↓

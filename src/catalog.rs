//! Static registry of answer-generation backends.
//!
//! The [`ModelCatalog`] holds one [`ModelDescriptor`] per backend, ordered
//! by failover priority (ascending = tried first). It is built once at
//! startup, validated, and never mutated afterwards.

use std::collections::HashSet;
use std::fmt;
use std::time::Duration;

use serde::{Deserialize, Serialize};

use crate::{Result, RouterError};

/// Where a backend runs.
#[derive(Debug, Clone, Copy, PartialEq, Eq, Hash, Serialize, Deserialize)]
#[serde(rename_all = "lowercase")]
pub enum BackendKind {
    /// In-process or on-host inference; no network, no credentials.
    Local,
    /// Hosted API; requires credentials.
    Remote,
}

impl fmt::Display for BackendKind {
    fn fmt(&self, f: &mut fmt::Formatter<'_>) -> fmt::Result {
        match self {
            BackendKind::Local => f.write_str("local"),
            BackendKind::Remote => f.write_str("remote"),
        }
    }
}

/// Descriptor for a single backend in the catalog.
#[derive(Debug, Clone, PartialEq, Serialize, Deserialize)]
pub struct ModelDescriptor {
    /// Unique backend id (also the remote model id sent to the API).
    pub id: String,
    /// Human-readable name.
    pub name: String,
    /// Typical response latency, in seconds.
    pub estimated_latency_s: f64,
    /// Cost per token in USD.
    pub cost_per_token: f64,
    /// Maximum context window in tokens.
    pub max_context: usize,
    pub kind: BackendKind,
    /// Failover priority; lower values are tried first.
    pub priority: u32,
}

impl ModelDescriptor {
    /// Create a local descriptor with zero cost.
    pub fn local(id: impl Into<String>, name: impl Into<String>, priority: u32) -> Self {
        Self {
            id: id.into(),
            name: name.into(),
            estimated_latency_s: 0.5,
            cost_per_token: 0.0,
            max_context: 1024,
            kind: BackendKind::Local,
            priority,
        }
    }

    /// Create a remote descriptor.
    pub fn remote(
        id: impl Into<String>,
        name: impl Into<String>,
        cost_per_token: f64,
        max_context: usize,
        priority: u32,
    ) -> Self {
        Self {
            id: id.into(),
            name: name.into(),
            estimated_latency_s: 1.0,
            cost_per_token,
            max_context,
            kind: BackendKind::Remote,
            priority,
        }
    }

    /// Set the estimated latency.
    pub fn estimated_latency(mut self, latency: Duration) -> Self {
        self.estimated_latency_s = latency.as_secs_f64();
        self
    }

    /// Set the max context window.
    pub fn max_context(mut self, tokens: usize) -> Self {
        self.max_context = tokens;
        self
    }

    pub fn is_local(&self) -> bool {
        self.kind == BackendKind::Local
    }

    pub fn is_remote(&self) -> bool {
        self.kind == BackendKind::Remote
    }
}

/// Immutable, priority-ordered set of backend descriptors.
#[derive(Debug, Clone)]
pub struct ModelCatalog {
    /// Sorted by ascending priority.
    models: Vec<ModelDescriptor>,
    /// Index of the lowest-cost local descriptor.
    cheapest_local: usize,
}

impl ModelCatalog {
    /// Build a catalog from descriptors.
    ///
    /// Fails if the list is empty, if ids or priorities repeat, or if there
    /// is no local descriptor (the selector needs one to fall back to when
    /// remote credentials are missing).
    pub fn new(models: Vec<ModelDescriptor>) -> Result<Self> {
        if models.is_empty() {
            return Err(RouterError::Configuration(
                "model catalog is empty".to_string(),
            ));
        }

        let mut ids = HashSet::new();
        let mut priorities = HashSet::new();
        for model in &models {
            if !ids.insert(model.id.as_str()) {
                return Err(RouterError::Configuration(format!(
                    "duplicate backend id in catalog: {}",
                    model.id
                )));
            }
            if !priorities.insert(model.priority) {
                return Err(RouterError::Configuration(format!(
                    "duplicate failover priority {} (backend {})",
                    model.priority, model.id
                )));
            }
        }

        if !models.iter().any(ModelDescriptor::is_local) {
            return Err(RouterError::Configuration(
                "model catalog has no local backend".to_string(),
            ));
        }

        Ok(Self::from_validated(models))
    }

    fn from_validated(mut models: Vec<ModelDescriptor>) -> Self {
        models.sort_by_key(|m| m.priority);
        // min_by keeps the first of equal elements, so cost ties go to
        // the higher priority
        let cheapest_local = models
            .iter()
            .enumerate()
            .filter(|(_, m)| m.is_local())
            .min_by(|(_, a), (_, b)| a.cost_per_token.total_cmp(&b.cost_per_token))
            .map_or(0, |(idx, _)| idx);
        Self {
            models,
            cheapest_local,
        }
    }

    /// Look up a descriptor by id.
    pub fn get(&self, id: &str) -> Option<&ModelDescriptor> {
        self.models.iter().find(|m| m.id == id)
    }

    /// All descriptors in ascending failover priority.
    pub fn by_priority(&self) -> impl Iterator<Item = &ModelDescriptor> {
        self.models.iter()
    }

    /// Descriptors eligible for candidacy.
    ///
    /// Remote descriptors are excluded when no credentials are configured;
    /// this is an exclusion, not a failure.
    pub fn available(&self, credentials_available: bool) -> impl Iterator<Item = &ModelDescriptor> {
        self.models
            .iter()
            .filter(move |m| m.is_local() || credentials_available)
    }

    /// The lowest-cost local descriptor (ties go to the higher priority).
    pub fn cheapest_local(&self) -> &ModelDescriptor {
        &self.models[self.cheapest_local]
    }

    /// Local descriptors in priority order.
    pub fn local_candidates(&self) -> impl Iterator<Item = &ModelDescriptor> {
        self.models.iter().filter(|m| m.is_local())
    }

    /// Remote descriptors in priority order.
    pub fn remote_candidates(&self) -> impl Iterator<Item = &ModelDescriptor> {
        self.models.iter().filter(|m| m.is_remote())
    }

    pub fn len(&self) -> usize {
        self.models.len()
    }

    pub fn is_empty(&self) -> bool {
        self.models.is_empty()
    }
}

impl Default for ModelCatalog {
    /// The stock three-tier catalog: a free fine-tuned local model, a cheap
    /// mid-tier remote model, and a large-context remote model.
    fn default() -> Self {
        Self::from_validated(default_models())
    }
}

/// Descriptors for the default catalog, in priority order.
pub fn default_models() -> Vec<ModelDescriptor> {
    vec![
        ModelDescriptor::local("local_gpt2", "Local GPT-2 Fine-tuned", 1)
            .estimated_latency(Duration::from_millis(500))
            .max_context(1024),
        ModelDescriptor::remote("gpt-3.5-turbo", "GPT-3.5 Turbo", 0.002 / 1000.0, 4096, 2)
            .estimated_latency(Duration::from_secs(1)),
        ModelDescriptor::remote("gpt-4", "GPT-4", 0.03 / 1000.0, 8192, 3)
            .estimated_latency(Duration::from_secs(2)),
    ]
}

↑

§ Problem statement
Copy every line in the entries above that has the string "when" in it.

§ Response area
    /// is no local descriptor (the selector needs one to fall back to when
    /// Remote descriptors are excluded when no credentials are configured;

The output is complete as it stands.